[Provided material]
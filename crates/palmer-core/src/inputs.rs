//! Input registry for the dashboard.
//!
//! The dashboard exposes five user-controllable inputs. Each one is declared
//! once (id, widget kind, domain, default) and every value written to it is
//! validated here before it reaches the view engine:
//!
//! | input | widget | domain | default |
//! |---|---|---|---|
//! | `selected_attribute` | selectize | the four measurement columns | `bill_length_mm` |
//! | `plotly_bin_count` | numeric | 1..=100 | 10 |
//! | `seaborn_bin_count` | slider | 5..=50 | 20 |
//! | `selected_species_list` | checkbox group | Adelie, Gentoo, Chinstrap | all |
//! | `selected_island_list` | checkbox group | Biscoe, Dream, Torgersen | all |
//!
//! Numeric values outside their range are clamped, mirroring how the widgets
//! themselves constrain user input. Category labels outside the domain are
//! dropped from a selection, so they simply match no rows.

use std::collections::BTreeSet;
use std::fmt;
use std::str::FromStr;

use serde::{Deserialize, Serialize};

use crate::dataset::{Attribute, Category, Island, Species};
use crate::error::{Error, Result};

/// Bounds and default of the attribute histogram bin count.
pub const PLOTLY_BINS: BinRange = BinRange {
    min: 1,
    max: 100,
    default: 10,
};

/// Bounds and default of the distribution chart bin count.
pub const SEABORN_BINS: BinRange = BinRange {
    min: 5,
    max: 50,
    default: 20,
};

/// Inclusive integer range with a default, used by the bin count inputs.
#[derive(Debug, Clone, Copy, PartialEq, Eq)]
pub struct BinRange {
    pub min: u32,
    pub max: u32,
    pub default: u32,
}

impl BinRange {
    fn clamp(&self, value: f64) -> u32 {
        // Range is tiny, the cast cannot truncate after clamping.
        value.round().clamp(self.min as f64, self.max as f64) as u32
    }
}

/// Names of the registered inputs.
#[derive(Debug, Clone, Copy, PartialEq, Eq, Hash, PartialOrd, Ord, Serialize, Deserialize)]
#[serde(rename_all = "snake_case")]
pub enum InputName {
    SelectedAttribute,
    PlotlyBinCount,
    SeabornBinCount,
    SelectedSpeciesList,
    SelectedIslandList,
}

impl InputName {
    /// Every input, in sidebar order.
    pub const ALL: [InputName; 5] = [
        InputName::SelectedAttribute,
        InputName::PlotlyBinCount,
        InputName::SeabornBinCount,
        InputName::SelectedSpeciesList,
        InputName::SelectedIslandList,
    ];

    pub fn as_str(&self) -> &'static str {
        match self {
            InputName::SelectedAttribute => "selected_attribute",
            InputName::PlotlyBinCount => "plotly_bin_count",
            InputName::SeabornBinCount => "seaborn_bin_count",
            InputName::SelectedSpeciesList => "selected_species_list",
            InputName::SelectedIslandList => "selected_island_list",
        }
    }
}

impl fmt::Display for InputName {
    fn fmt(&self, f: &mut fmt::Formatter<'_>) -> fmt::Result {
        f.write_str(self.as_str())
    }
}

impl FromStr for InputName {
    type Err = Error;

    fn from_str(s: &str) -> Result<Self> {
        Self::ALL
            .into_iter()
            .find(|name| name.as_str() == s)
            .ok_or_else(|| Error::UnknownInput(s.to_string()))
    }
}

/// Input definition sent to the frontend.
#[derive(Debug, Clone, PartialEq, Serialize, Deserialize)]
#[serde(tag = "type", rename_all = "snake_case")]
pub enum InputDef {
    /// Single-choice dropdown.
    Selectize {
        id: String,
        label: String,
        options: Vec<String>,
        selected: String,
    },
    /// Integer entry box.
    Numeric {
        id: String,
        label: String,
        min: f64,
        max: f64,
        value: f64,
    },
    /// Integer slider.
    Slider {
        id: String,
        label: String,
        min: f64,
        max: f64,
        step: f64,
        value: f64,
    },
    /// Multi-choice list of checkboxes.
    CheckboxGroup {
        id: String,
        label: String,
        options: Vec<String>,
        selected: Vec<String>,
        inline: bool,
    },
}

impl InputDef {
    /// Get the input ID.
    pub fn id(&self) -> &str {
        match self {
            InputDef::Selectize { id, .. } => id,
            InputDef::Numeric { id, .. } => id,
            InputDef::Slider { id, .. } => id,
            InputDef::CheckboxGroup { id, .. } => id,
        }
    }

    /// Get the human-readable label.
    pub fn label(&self) -> &str {
        match self {
            InputDef::Selectize { label, .. } => label,
            InputDef::Numeric { label, .. } => label,
            InputDef::Slider { label, .. } => label,
            InputDef::CheckboxGroup { label, .. } => label,
        }
    }
}

/// Raw value written to an input by a client.
#[derive(Debug, Clone, PartialEq, Serialize, Deserialize)]
#[serde(untagged)]
pub enum InputValue {
    /// Numeric value (numeric box, slider).
    Number(f64),
    /// Single label (selectize).
    Text(String),
    /// Set of labels (checkbox group).
    List(Vec<String>),
}

impl InputValue {
    /// Get as f64 if it's a number.
    pub fn as_f64(&self) -> Option<f64> {
        match self {
            InputValue::Number(n) => Some(*n),
            _ => None,
        }
    }

    /// Get as str if it's text.
    pub fn as_text(&self) -> Option<&str> {
        match self {
            InputValue::Text(s) => Some(s),
            _ => None,
        }
    }

    /// Get as a slice of labels if it's a list.
    pub fn as_list(&self) -> Option<&[String]> {
        match self {
            InputValue::List(items) => Some(items),
            _ => None,
        }
    }

    fn kind(&self) -> &'static str {
        match self {
            InputValue::Number(_) => "a number",
            InputValue::Text(_) => "text",
            InputValue::List(_) => "a list",
        }
    }
}

/// A validated, typed write to one input.
#[derive(Debug, Clone, PartialEq, Eq)]
pub enum InputChange {
    Attribute(Attribute),
    PlotlyBins(u32),
    SeabornBins(u32),
    Species(BTreeSet<Species>),
    Islands(BTreeSet<Island>),
}

impl InputChange {
    /// The input this change applies to.
    pub fn name(&self) -> InputName {
        match self {
            InputChange::Attribute(_) => InputName::SelectedAttribute,
            InputChange::PlotlyBins(_) => InputName::PlotlyBinCount,
            InputChange::SeabornBins(_) => InputName::SeabornBinCount,
            InputChange::Species(_) => InputName::SelectedSpeciesList,
            InputChange::Islands(_) => InputName::SelectedIslandList,
        }
    }
}

/// Current value of every input.
#[derive(Debug, Clone, PartialEq, Eq)]
pub struct InputState {
    pub attribute: Attribute,
    pub plotly_bins: u32,
    pub seaborn_bins: u32,
    pub species: BTreeSet<Species>,
    pub islands: BTreeSet<Island>,
}

impl Default for InputState {
    fn default() -> Self {
        Self {
            attribute: Attribute::BillLengthMm,
            plotly_bins: PLOTLY_BINS.default,
            seaborn_bins: SEABORN_BINS.default,
            species: Species::all().iter().copied().collect(),
            islands: Island::all().iter().copied().collect(),
        }
    }
}

impl InputState {
    fn apply(&mut self, change: &InputChange) {
        match change {
            InputChange::Attribute(a) => self.attribute = *a,
            InputChange::PlotlyBins(n) => self.plotly_bins = *n,
            InputChange::SeabornBins(n) => self.seaborn_bins = *n,
            InputChange::Species(set) => self.species = set.clone(),
            InputChange::Islands(set) => self.islands = set.clone(),
        }
    }

    fn differs(&self, change: &InputChange) -> bool {
        match change {
            InputChange::Attribute(a) => self.attribute != *a,
            InputChange::PlotlyBins(n) => self.plotly_bins != *n,
            InputChange::SeabornBins(n) => self.seaborn_bins != *n,
            InputChange::Species(set) => self.species != *set,
            InputChange::Islands(set) => self.islands != *set,
        }
    }
}

/// The set of named inputs of one dashboard session.
#[derive(Debug, Clone, Default)]
pub struct InputRegistry {
    state: InputState,
}

impl InputRegistry {
    /// Create a registry with every input at its default.
    pub fn new() -> Self {
        Self::default()
    }

    /// Current values.
    pub fn state(&self) -> &InputState {
        &self.state
    }

    /// Declarative description of every input with its current value.
    pub fn definitions(&self) -> Vec<InputDef> {
        InputName::ALL
            .into_iter()
            .map(|name| self.definition(name))
            .collect()
    }

    /// Declarative description of a single input.
    pub fn definition(&self, name: InputName) -> InputDef {
        let id = name.as_str().to_string();
        match name {
            InputName::SelectedAttribute => InputDef::Selectize {
                id,
                label: "Select Penguin Attribute:".to_string(),
                options: Attribute::ALL
                    .iter()
                    .map(|a| a.column_name().to_string())
                    .collect(),
                selected: self.state.attribute.column_name().to_string(),
            },
            InputName::PlotlyBinCount => InputDef::Numeric {
                id,
                label: "Number of Plotly Bins:".to_string(),
                min: PLOTLY_BINS.min as f64,
                max: PLOTLY_BINS.max as f64,
                value: self.state.plotly_bins as f64,
            },
            InputName::SeabornBinCount => InputDef::Slider {
                id,
                label: "Number of Seaborn Bins:".to_string(),
                min: SEABORN_BINS.min as f64,
                max: SEABORN_BINS.max as f64,
                step: 1.0,
                value: self.state.seaborn_bins as f64,
            },
            InputName::SelectedSpeciesList => InputDef::CheckboxGroup {
                id,
                label: "Filter by Species:".to_string(),
                options: labels(Species::all().iter()),
                selected: labels(self.state.species.iter()),
                inline: false,
            },
            InputName::SelectedIslandList => InputDef::CheckboxGroup {
                id,
                label: "Filter by Island:".to_string(),
                options: labels(Island::all().iter()),
                selected: labels(self.state.islands.iter()),
                inline: false,
            },
        }
    }

    /// Current value of an input, in its wire representation.
    pub fn get_value(&self, name: &str) -> Result<InputValue> {
        let name: InputName = name.parse()?;
        Ok(match name {
            InputName::SelectedAttribute => {
                InputValue::Text(self.state.attribute.column_name().to_string())
            }
            InputName::PlotlyBinCount => InputValue::Number(self.state.plotly_bins as f64),
            InputName::SeabornBinCount => InputValue::Number(self.state.seaborn_bins as f64),
            InputName::SelectedSpeciesList => InputValue::List(labels(self.state.species.iter())),
            InputName::SelectedIslandList => InputValue::List(labels(self.state.islands.iter())),
        })
    }

    /// Validate a raw value without applying it.
    pub fn parse(&self, name: &str, value: &InputValue) -> Result<InputChange> {
        let input: InputName = name.parse()?;
        let invalid = |message: String| Error::InvalidValue {
            name: input.as_str().to_string(),
            message,
        };

        match input {
            InputName::SelectedAttribute => {
                let text = value
                    .as_text()
                    .ok_or_else(|| invalid(format!("expected text, got {}", value.kind())))?;
                Attribute::from_column_name(text)
                    .map(InputChange::Attribute)
                    .ok_or_else(|| invalid(format!("'{}' is not a measurement column", text)))
            }
            InputName::PlotlyBinCount | InputName::SeabornBinCount => {
                let number = value
                    .as_f64()
                    .ok_or_else(|| invalid(format!("expected a number, got {}", value.kind())))?;
                if !number.is_finite() {
                    return Err(invalid(format!("{} is not a finite number", number)));
                }
                Ok(if input == InputName::PlotlyBinCount {
                    InputChange::PlotlyBins(PLOTLY_BINS.clamp(number))
                } else {
                    InputChange::SeabornBins(SEABORN_BINS.clamp(number))
                })
            }
            InputName::SelectedSpeciesList => {
                let items = value
                    .as_list()
                    .ok_or_else(|| invalid(format!("expected a list, got {}", value.kind())))?;
                Ok(InputChange::Species(category_set(input, items)))
            }
            InputName::SelectedIslandList => {
                let items = value
                    .as_list()
                    .ok_or_else(|| invalid(format!("expected a list, got {}", value.kind())))?;
                Ok(InputChange::Islands(category_set(input, items)))
            }
        }
    }

    /// Validate and store a value.
    ///
    /// Returns the applied change, or `None` when the (validated) value equals
    /// the current one and nothing changed.
    pub fn set_value(&mut self, name: &str, value: &InputValue) -> Result<Option<InputChange>> {
        let change = self.parse(name, value)?;
        if !self.state.differs(&change) {
            return Ok(None);
        }
        self.state.apply(&change);
        Ok(Some(change))
    }

    /// Restore every input to its default, returning the changes that were needed.
    pub fn reset(&mut self) -> Vec<InputChange> {
        let defaults = InputState::default();
        let changes: Vec<InputChange> = [
            InputChange::Attribute(defaults.attribute),
            InputChange::PlotlyBins(defaults.plotly_bins),
            InputChange::SeabornBins(defaults.seaborn_bins),
            InputChange::Species(defaults.species.clone()),
            InputChange::Islands(defaults.islands.clone()),
        ]
        .into_iter()
        .filter(|change| self.state.differs(change))
        .collect();

        self.state = defaults;
        changes
    }
}

fn labels<'a, C: Category>(values: impl Iterator<Item = &'a C>) -> Vec<String> {
    values.map(|c| c.as_str().to_string()).collect()
}

fn category_set<C: Category>(input: InputName, items: &[String]) -> BTreeSet<C> {
    items
        .iter()
        .filter_map(|label| {
            let parsed = C::from_label(label);
            if parsed.is_none() {
                tracing::debug!("Ignoring unknown label '{}' for {}", label, input);
            }
            parsed
        })
        .collect()
}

[Brief]
Filter the records down to the lines that contain the string "enum", and copy those lines.

[Reply to the task]
pub enum InputName {
pub enum InputDef {
pub enum InputValue {
pub enum InputChange {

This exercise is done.